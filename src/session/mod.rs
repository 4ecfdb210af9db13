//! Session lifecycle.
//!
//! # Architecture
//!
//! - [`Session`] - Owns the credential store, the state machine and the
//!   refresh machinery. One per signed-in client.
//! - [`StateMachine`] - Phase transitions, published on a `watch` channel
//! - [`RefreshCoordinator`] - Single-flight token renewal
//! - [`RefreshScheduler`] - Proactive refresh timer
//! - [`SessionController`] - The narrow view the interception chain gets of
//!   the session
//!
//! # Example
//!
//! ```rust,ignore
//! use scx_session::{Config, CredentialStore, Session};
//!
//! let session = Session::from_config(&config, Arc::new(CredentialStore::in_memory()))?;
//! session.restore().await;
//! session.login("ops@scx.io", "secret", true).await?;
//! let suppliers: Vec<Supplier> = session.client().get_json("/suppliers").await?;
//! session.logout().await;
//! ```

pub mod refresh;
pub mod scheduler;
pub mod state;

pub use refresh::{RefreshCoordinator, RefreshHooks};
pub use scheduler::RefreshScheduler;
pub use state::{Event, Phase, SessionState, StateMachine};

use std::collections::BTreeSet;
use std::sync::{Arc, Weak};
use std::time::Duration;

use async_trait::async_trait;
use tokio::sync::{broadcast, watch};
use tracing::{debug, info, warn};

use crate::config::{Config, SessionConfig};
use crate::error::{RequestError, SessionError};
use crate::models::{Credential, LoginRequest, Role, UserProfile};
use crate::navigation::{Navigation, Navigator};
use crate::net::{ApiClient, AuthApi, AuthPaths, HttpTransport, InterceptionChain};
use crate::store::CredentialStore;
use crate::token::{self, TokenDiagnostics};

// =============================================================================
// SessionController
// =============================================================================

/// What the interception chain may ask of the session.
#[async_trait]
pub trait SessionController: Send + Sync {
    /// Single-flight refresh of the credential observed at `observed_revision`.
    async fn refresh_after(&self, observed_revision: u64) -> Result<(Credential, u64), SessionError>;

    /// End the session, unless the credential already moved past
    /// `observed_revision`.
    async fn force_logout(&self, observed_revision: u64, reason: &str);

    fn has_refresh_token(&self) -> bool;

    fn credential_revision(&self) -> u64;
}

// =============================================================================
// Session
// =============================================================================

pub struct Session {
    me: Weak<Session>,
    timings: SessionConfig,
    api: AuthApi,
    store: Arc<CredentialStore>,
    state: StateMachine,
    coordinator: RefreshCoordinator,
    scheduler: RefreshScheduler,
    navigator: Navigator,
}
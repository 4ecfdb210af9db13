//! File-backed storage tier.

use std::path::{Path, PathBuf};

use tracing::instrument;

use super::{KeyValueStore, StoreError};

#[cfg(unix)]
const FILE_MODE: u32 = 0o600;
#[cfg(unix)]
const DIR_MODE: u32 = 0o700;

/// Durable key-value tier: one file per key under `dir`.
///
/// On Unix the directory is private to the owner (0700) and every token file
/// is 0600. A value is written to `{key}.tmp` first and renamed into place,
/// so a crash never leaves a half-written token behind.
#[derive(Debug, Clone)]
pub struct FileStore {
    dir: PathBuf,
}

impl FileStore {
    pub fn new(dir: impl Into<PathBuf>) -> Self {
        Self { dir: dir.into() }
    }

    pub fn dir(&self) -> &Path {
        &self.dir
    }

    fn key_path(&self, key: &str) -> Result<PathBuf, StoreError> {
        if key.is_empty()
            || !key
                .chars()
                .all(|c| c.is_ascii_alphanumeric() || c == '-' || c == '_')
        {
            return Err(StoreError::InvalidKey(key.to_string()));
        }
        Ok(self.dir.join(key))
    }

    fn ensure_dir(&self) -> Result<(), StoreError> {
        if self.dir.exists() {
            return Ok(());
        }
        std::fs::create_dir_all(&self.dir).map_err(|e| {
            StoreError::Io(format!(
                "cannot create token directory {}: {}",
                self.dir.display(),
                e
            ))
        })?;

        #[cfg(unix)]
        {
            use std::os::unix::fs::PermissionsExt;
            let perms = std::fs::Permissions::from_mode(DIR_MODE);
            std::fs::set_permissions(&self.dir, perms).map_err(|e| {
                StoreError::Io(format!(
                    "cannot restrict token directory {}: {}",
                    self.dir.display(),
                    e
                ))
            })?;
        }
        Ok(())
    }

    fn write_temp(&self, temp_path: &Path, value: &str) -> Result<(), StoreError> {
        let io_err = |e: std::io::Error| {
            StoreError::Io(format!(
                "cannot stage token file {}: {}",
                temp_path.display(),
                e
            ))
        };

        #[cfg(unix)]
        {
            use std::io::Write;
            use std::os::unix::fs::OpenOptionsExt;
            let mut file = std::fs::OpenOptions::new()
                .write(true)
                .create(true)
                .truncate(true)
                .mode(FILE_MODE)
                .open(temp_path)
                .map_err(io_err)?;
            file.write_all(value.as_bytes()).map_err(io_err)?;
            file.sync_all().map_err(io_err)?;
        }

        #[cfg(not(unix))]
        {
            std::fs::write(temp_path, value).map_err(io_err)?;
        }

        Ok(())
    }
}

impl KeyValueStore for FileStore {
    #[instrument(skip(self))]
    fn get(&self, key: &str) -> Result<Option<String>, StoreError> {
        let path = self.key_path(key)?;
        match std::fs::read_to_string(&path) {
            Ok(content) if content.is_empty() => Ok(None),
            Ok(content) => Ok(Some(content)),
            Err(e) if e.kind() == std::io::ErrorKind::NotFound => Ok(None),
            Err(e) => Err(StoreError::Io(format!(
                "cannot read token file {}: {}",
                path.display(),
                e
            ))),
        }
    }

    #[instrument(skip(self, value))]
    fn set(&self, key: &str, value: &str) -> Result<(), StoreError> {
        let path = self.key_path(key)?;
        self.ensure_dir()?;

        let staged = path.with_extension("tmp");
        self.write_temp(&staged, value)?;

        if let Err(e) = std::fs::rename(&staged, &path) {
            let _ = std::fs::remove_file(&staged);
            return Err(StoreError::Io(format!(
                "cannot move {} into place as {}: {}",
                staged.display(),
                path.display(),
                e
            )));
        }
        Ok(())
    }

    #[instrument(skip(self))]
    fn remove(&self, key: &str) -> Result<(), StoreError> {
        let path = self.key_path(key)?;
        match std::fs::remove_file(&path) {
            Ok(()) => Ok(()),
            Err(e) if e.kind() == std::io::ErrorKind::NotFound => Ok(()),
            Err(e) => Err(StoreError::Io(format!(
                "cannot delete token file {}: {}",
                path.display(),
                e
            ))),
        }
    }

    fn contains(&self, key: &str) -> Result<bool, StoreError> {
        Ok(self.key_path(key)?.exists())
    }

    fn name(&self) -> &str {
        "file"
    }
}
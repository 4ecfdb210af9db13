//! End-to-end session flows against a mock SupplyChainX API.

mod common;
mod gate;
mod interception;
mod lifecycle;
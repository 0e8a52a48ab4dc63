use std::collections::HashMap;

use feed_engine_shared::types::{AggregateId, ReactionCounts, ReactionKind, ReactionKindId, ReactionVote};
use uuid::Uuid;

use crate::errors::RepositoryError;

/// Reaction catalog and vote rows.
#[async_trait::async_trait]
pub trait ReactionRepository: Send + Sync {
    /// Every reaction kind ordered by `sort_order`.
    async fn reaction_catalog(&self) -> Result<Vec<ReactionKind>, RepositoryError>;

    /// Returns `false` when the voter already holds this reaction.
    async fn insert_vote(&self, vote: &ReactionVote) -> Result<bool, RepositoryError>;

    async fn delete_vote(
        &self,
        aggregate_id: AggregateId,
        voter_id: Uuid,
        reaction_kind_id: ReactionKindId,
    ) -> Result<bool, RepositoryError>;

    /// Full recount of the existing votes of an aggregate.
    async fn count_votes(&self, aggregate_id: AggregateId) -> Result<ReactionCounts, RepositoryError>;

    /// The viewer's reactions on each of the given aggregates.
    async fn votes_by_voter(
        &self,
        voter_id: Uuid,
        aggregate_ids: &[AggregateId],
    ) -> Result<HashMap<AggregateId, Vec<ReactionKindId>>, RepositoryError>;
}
========
* What needs to be done:
Among the entries above, the line containing "#[async_trait]", the line containing "pub fn dir(&self)", and all lines between them are to be restated word for word; nothing else belongs in the reply.

* Solution to the exercise:
#[async_trait]
pub trait SessionController: Send + Sync {
    /// Single-flight refresh of the credential observed at `observed_revision`.
    async fn refresh_after(&self, observed_revision: u64) -> Result<(Credential, u64), SessionError>;

    /// End the session, unless the credential already moved past
    /// `observed_revision`.
    async fn force_logout(&self, observed_revision: u64, reason: &str);

    fn has_refresh_token(&self) -> bool;

    fn credential_revision(&self) -> u64;
}

// =============================================================================
// Session
// =============================================================================

pub struct Session {
    me: Weak<Session>,
    timings: SessionConfig,
    api: AuthApi,
    store: Arc<CredentialStore>,
    state: StateMachine,
    coordinator: RefreshCoordinator,
    scheduler: RefreshScheduler,
    navigator: Navigator,
}
repository 4ecfdb210af9db13
//! File-backed storage tier.

use std::path::{Path, PathBuf};

use tracing::instrument;

use super::{KeyValueStore, StoreError};

#[cfg(unix)]
const FILE_MODE: u32 = 0o600;
#[cfg(unix)]
const DIR_MODE: u32 = 0o700;

/// Durable key-value tier: one file per key under `dir`.
///
/// On Unix the directory is private to the owner (0700) and every token file
/// is 0600. A value is written to `{key}.tmp` first and renamed into place,
/// so a crash never leaves a half-written token behind.
#[derive(Debug, Clone)]
pub struct FileStore {
    dir: PathBuf,
}

impl FileStore {
    pub fn new(dir: impl Into<PathBuf>) -> Self {
        Self { dir: dir.into() }
    }

    pub fn dir(&self) -> &Path {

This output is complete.